4. | Convertible Debenture Offering |
On March 5, 2003, Axcan completed a $125.0 million offering of 4 1/4% convertible subordinated notes due 2008. Proceeds were used for general corporate purposes, including acquisitions of products. The notes are convertible into 8,924,113 common shares during any quarterly conversion period if the closing price per share for at least 20 consecutive trading days during the 30 consecutive trading-day period ending on the first day of the conversion period exceeds 110 % of the conversion price in effect on that thirtieth trading day. Since this trigger event occurred during the second, third and fourth quarter of fiscal 2004, the 8,924,113 common shares are included in the weighted average number of common shares outstanding for these periods. The notes are also convertible during the five business-day period following any ten consecutive trading-day period in which the daily average of the trading prices for the notes was less than 95% of the average conversion value for the notes during that period. The noteholders may also convert their notes upon the occurrence of specified corporate transactions or if the Company has called the notes for redemption. On or after April 20, 2006, the Company may at its option, redeem the notes, in whole or in part at redemption prices varying from 101.7% to 100.85% of the principal amount plus any accrued and unpaid interest to the redemption date. The notes also include provisions for the redemption of all the notes for cash at the option of the Company following certain changes in tax treatment.

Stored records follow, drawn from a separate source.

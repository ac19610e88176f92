//! Per-device update scheduler.
//!
//! Each device gets its own timer task. The renderer only ever touches the
//! pending frame slot, so a slow or stuck device cannot hold up publishing or
//! any other device.

use std::sync::atomic::{AtomicBool, AtomicU64, Ordering};
use std::sync::{Arc, Mutex, MutexGuard, PoisonError};
use std::time::{Duration, Instant};

use tokio::runtime::Handle;
use tokio::task::JoinHandle;
use tokio::time::MissedTickBehavior;
use tokio_util::sync::CancellationToken;
use tracing::{debug, info, warn};

use crate::{ColorFrame, Device, DeviceClass, DeviceError};

static NEXT_ID: AtomicU64 = AtomicU64::new(1);

/// Outcome of a single timer fire
#[derive(Debug, Clone, Copy, PartialEq, Eq)]
pub enum Tick {
    /// A frame was encoded and transmitted
    Sent,
    /// Encode or transmit failed, the device is now disconnected
    Failed,
    /// Nothing was published since the last update
    Idle,
    /// Another update is still in flight, this fire was dropped
    Busy,
    /// The device failed earlier and is no longer updated
    Disconnected,
    /// The scheduler is shutting down
    Cancelled,
}

/// Point-in-time view of one scheduled device
#[derive(Debug, Clone, PartialEq, Eq)]
pub struct DeviceStatus {
    pub name: String,
    pub class: DeviceClass,
    pub connected: bool,
    /// Duration of the last update attempt
    pub elapsed: Duration,
}

fn lock<T>(mutex: &Mutex<T>) -> MutexGuard<'_, T> {
    mutex.lock().unwrap_or_else(PoisonError::into_inner)
}

struct Shared {
    name: String,
    device: Mutex<Option<Box<dyn Device>>>,
    pending: Mutex<Option<Arc<ColorFrame>>>,
    in_flight: AtomicBool,
    connected: AtomicBool,
    elapsed_us: AtomicU64,
    cancel: CancellationToken,
}

/// Clears the in-flight flag when an update ends, even by unwinding.
/// A panicking device is treated like a failed write.
struct InFlight<'a>(&'a Shared);

impl Drop for InFlight<'_> {
    fn drop(&mut self) {
        if std::thread::panicking() {
            self.0.connected.store(false, Ordering::Release);
        }
        self.0.in_flight.store(false, Ordering::Release);
    }
}

impl Shared {
    fn tick(&self) -> Tick {
        if self.cancel.is_cancelled() {
            return Tick::Cancelled;
        }
        if !self.connected.load(Ordering::Acquire) {
            return Tick::Disconnected;
        }
        if self
            .in_flight
            .compare_exchange(false, true, Ordering::AcqRel, Ordering::Acquire)
            .is_err()
        {
            return Tick::Busy;
        }
        let _guard = InFlight(self);

        let Some(frame) = lock(&self.pending).take() else {
            return Tick::Idle;
        };

        let mut device = lock(&self.device);
        let Some(device) = device.as_mut() else {
            return Tick::Cancelled;
        };

        let start = Instant::now();
        let result = device.apply_frame(&frame, &self.cancel);
        let elapsed = start.elapsed();
        self.elapsed_us
            .store(elapsed.as_micros() as u64, Ordering::Release);

        match result {
            Ok(()) => {
                debug!(device = %self.name, ?elapsed, "frame sent");
                Tick::Sent
            },
            Err(DeviceError::Cancelled) => Tick::Cancelled,
            Err(e) => {
                warn!(device = %self.name, "update failed, marking disconnected: {e}");
                self.connected.store(false, Ordering::Release);
                Tick::Failed
            },
        }
    }
}

/// Owns one device and updates it at a fixed rate with the latest frame.
pub struct UpdateScheduler {
    id: u64,
    class: DeviceClass,
    period: Duration,
    shared: Arc<Shared>,
    task: Option<JoinHandle<()>>,
}

impl UpdateScheduler {
    /// Take ownership of a device. The timer does not run until [`Self::start`].
    pub fn new(device: Box<dyn Device>, updates_per_second: f32) -> Self {
        // Whole milliseconds, never zero
        let millis = (1000.0 / updates_per_second.max(1.0)) as u64;
        Self {
            id: NEXT_ID.fetch_add(1, Ordering::Relaxed),
            class: device.class(),
            period: Duration::from_millis(millis.max(1)),
            shared: Arc::new(Shared {
                name: device.name().to_string(),
                device: Mutex::new(Some(device)),
                pending: Mutex::new(None),
                in_flight: AtomicBool::new(false),
                connected: AtomicBool::new(true),
                elapsed_us: AtomicU64::new(0),
                cancel: CancellationToken::new(),
            }),
            task: None,
        }
    }

    /// Spawn the timer task on `runtime`. Each fire runs the blocking update on
    /// the blocking pool, so fires that land while a write is still in flight
    /// are dropped by [`Self::tick`].
    pub fn start(&mut self, runtime: &Handle) {
        if self.task.is_some() || self.shared.cancel.is_cancelled() {
            return;
        }
        let shared = self.shared.clone();
        let period = self.period;
        info!(device = %shared.name, ?period, "starting updates");
        self.task = Some(runtime.spawn(async move {
            let mut interval = tokio::time::interval(period);
            interval.set_missed_tick_behavior(MissedTickBehavior::Skip);
            loop {
                tokio::select! {
                    _ = shared.cancel.cancelled() => break,
                    _ = interval.tick() => {
                        if !shared.connected.load(Ordering::Acquire) {
                            break;
                        }
                        let shared = shared.clone();
                        tokio::task::spawn_blocking(move || shared.tick());
                    }
                }
            }
        }));
    }

    /// Store `frame` as the next frame to paint, replacing any unconsumed one
    pub fn publish(&self, frame: Arc<ColorFrame>) {
        *lock(&self.shared.pending) = Some(frame);
    }

    /// Run one update cycle on the calling thread
    pub fn tick(&self) -> Tick {
        self.shared.tick()
    }

    pub fn id(&self) -> u64 {
        self.id
    }

    pub fn name(&self) -> &str {
        &self.shared.name
    }

    pub fn class(&self) -> DeviceClass {
        self.class
    }

    pub fn period(&self) -> Duration {
        self.period
    }

    pub fn is_connected(&self) -> bool {
        self.shared.connected.load(Ordering::Acquire)
    }

    /// Duration of the last update attempt, successful or not
    pub fn elapsed(&self) -> Duration {
        Duration::from_micros(self.shared.elapsed_us.load(Ordering::Acquire))
    }

    pub fn status(&self) -> DeviceStatus {
        DeviceStatus {
            name: self.shared.name.clone(),
            class: self.class,
            connected: self.is_connected(),
            elapsed: self.elapsed(),
        }
    }

    /// Stop the timer, wait out an in-flight update, then close and drop the
    /// device. Safe to call more than once.
    pub fn shutdown(&mut self) {
        self.shared.cancel.cancel();
        if let Some(task) = self.task.take() {
            task.abort();
        }
        let device = lock(&self.shared.device).take();
        if let Some(mut device) = device {
            if let Err(e) = device.close() {
                warn!(device = %self.shared.name, "failed to close device: {e}");
            }
            info!(device = %self.shared.name, "released");
        }
    }
}

impl Drop for UpdateScheduler {
    fn drop(&mut self) {
        self.shutdown();
    }
}
use std::time::Duration;

use rgb_sync_core::mock::{MockDiscovery, MockProbe};
use rgb_sync_core::{
    ColorFrame, DeviceClass, DevicePool, LogicalKey, MouseKind, PoolConfig, Reconfigure, Rgb,
};
use tokio::runtime::Handle;

const KEYBOARD: DeviceClass = DeviceClass::Keyboard;
const MOUSE: DeviceClass = DeviceClass::Mouse(MouseKind::Standard);

async fn until(what: &str, mut done: impl FnMut() -> bool) {
    tokio::time::timeout(Duration::from_secs(5), async {
        while !done() {
            tokio::time::sleep(Duration::from_millis(5)).await;
        }
    })
    .await
    .unwrap_or_else(|_| panic!("timed out waiting for {what}"));
}

fn frame(color: Rgb) -> ColorFrame {
    ColorFrame::new().with(LogicalKey::Space, color)
}

fn painted(probe: &MockProbe, color: Rgb) -> bool {
    probe
        .frames()
        .iter()
        .any(|f| f.get(LogicalKey::Space) == Some(color))
}

#[tokio::test(flavor = "multi_thread", worker_threads = 2)]
async fn devices_are_ordered_by_class_then_name() {
    let mut discovery = MockDiscovery::new(&[
        ("zeta strip", DeviceClass::Generic),
        ("mouse", MOUSE),
        ("b keyboard", KEYBOARD),
        ("a keyboard", KEYBOARD),
        ("card", DeviceClass::Gpu),
    ]);
    let mut pool = DevicePool::new(Handle::current(), PoolConfig::default());
    assert_eq!(pool.initialize(&mut discovery), 5);

    let names: Vec<_> = pool.status().into_iter().map(|s| s.name).collect();
    assert_eq!(names, ["a keyboard", "b keyboard", "mouse", "card", "zeta strip"]);
    assert_eq!(pool.keyboard(), Some("a keyboard"));
    assert_eq!(
        pool.details(),
        "Connected devices: a keyboard, b keyboard, mouse, card, zeta strip"
    );
}

#[tokio::test(flavor = "multi_thread", worker_threads = 2)]
async fn disabled_classes_are_skipped() {
    let mut discovery = MockDiscovery::new(&[("kbd", KEYBOARD), ("mouse", MOUSE)]);
    let config = PoolConfig {
        mouse: false,
        ..Default::default()
    };
    let mut pool = DevicePool::new(Handle::current(), config);
    assert_eq!(pool.initialize(&mut discovery), 1);
    assert_eq!(pool.details(), "Connected devices: kbd");
}

#[tokio::test(flavor = "multi_thread", worker_threads = 2)]
async fn frames_reach_every_device() {
    let mut discovery = MockDiscovery::new(&[("kbd", KEYBOARD), ("mouse", MOUSE)]);
    let mut pool = DevicePool::new(Handle::current(), PoolConfig::default());
    pool.initialize(&mut discovery);

    let red = Rgb::new(255, 0, 0);
    assert_eq!(pool.publish(frame(red)), 2);

    let kbd = discovery.probe("kbd").unwrap();
    let mouse = discovery.probe("mouse").unwrap();
    until("both devices", || painted(&kbd, red) && painted(&mouse, red)).await;
}

#[tokio::test(flavor = "multi_thread", worker_threads = 2)]
async fn failed_device_is_contained_and_reaped() {
    let mut discovery = MockDiscovery::new(&[("broken", KEYBOARD), ("healthy", MOUSE)]);
    let mut pool = DevicePool::new(Handle::current(), PoolConfig::default());
    pool.initialize(&mut discovery);
    let broken = discovery.probe("broken").unwrap();
    let healthy = discovery.probe("healthy").unwrap();
    assert_eq!(pool.keyboard(), Some("broken"));

    broken.set_failing(true);
    pool.publish(frame(Rgb::new(1, 0, 0)));
    until("the failure", || pool.status().iter().any(|s| !s.connected)).await;
    until("the healthy device", || painted(&healthy, Rgb::new(1, 0, 0))).await;

    // the next publish skips and removes the failed device
    let green = Rgb::new(0, 255, 0);
    assert_eq!(pool.publish(frame(green)), 1);
    assert_eq!(pool.len(), 1);
    assert_eq!(pool.keyboard(), None);
    assert_eq!(broken.closed(), 1);
    assert_eq!(pool.details(), "Connected devices: healthy");

    until("the healthy device", || painted(&healthy, green)).await;
    assert_eq!(broken.attempts(), 1);
}

#[tokio::test(flavor = "multi_thread", worker_threads = 2)]
async fn disabling_removes_without_rediscovery() {
    let mut discovery = MockDiscovery::new(&[("kbd", KEYBOARD), ("mouse", MOUSE)]);
    let mut pool = DevicePool::new(Handle::current(), PoolConfig::default());
    pool.initialize(&mut discovery);

    let config = PoolConfig {
        mouse: false,
        ..Default::default()
    };
    assert_eq!(pool.apply_config(config.clone(), &mut discovery), Reconfigure::Removed(1));
    assert_eq!(discovery.calls(), 1);
    assert_eq!(discovery.probe("mouse").unwrap().closed(), 1);
    assert_eq!(discovery.probe("kbd").unwrap().closed(), 0);
    assert_eq!(pool.apply_config(config, &mut discovery), Reconfigure::Unchanged);

    // enabling anything restarts the whole pool
    assert_eq!(
        pool.apply_config(PoolConfig::default(), &mut discovery),
        Reconfigure::Restarted(2)
    );
    assert_eq!(discovery.calls(), 2);
    assert_eq!(discovery.probe("kbd").unwrap().closed(), 1);
    assert_eq!(pool.keyboard(), Some("kbd"));
}

#[tokio::test(flavor = "multi_thread", worker_threads = 2)]
async fn shutdown_releases_everything() {
    let mut discovery = MockDiscovery::new(&[("kbd", KEYBOARD), ("mouse", MOUSE)]);
    let mut pool = DevicePool::new(Handle::current(), PoolConfig::default());
    pool.initialize(&mut discovery);
    pool.shutdown();
    pool.shutdown();

    assert!(pool.is_empty());
    assert_eq!(pool.details(), "No connected devices");
    assert_eq!(pool.performance(), "");
    assert_eq!(discovery.probe("kbd").unwrap().closed(), 1);
    assert_eq!(discovery.probe("mouse").unwrap().closed(), 1);
    assert_eq!(pool.publish(frame(Rgb::BLACK)), 0);
}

On April 10, 2003, Axcan made an unsolicited cash tender offer of $8.75 per share for all of the outstanding shares of common stock of Salix Pharmaceuticals Inc. (“Salix”), which was subsequently increased to $10.50 per share. On June 27, 2003, the offer for all outstanding shares of Salix expired without acceptance or extension. Total costs related to the offer were $3.7 million and were expensed during the quarter ended June 30, 2003, thus reducing net income by approximately $2.4 million, or $0.05 per share for the year ended September 30, 2003.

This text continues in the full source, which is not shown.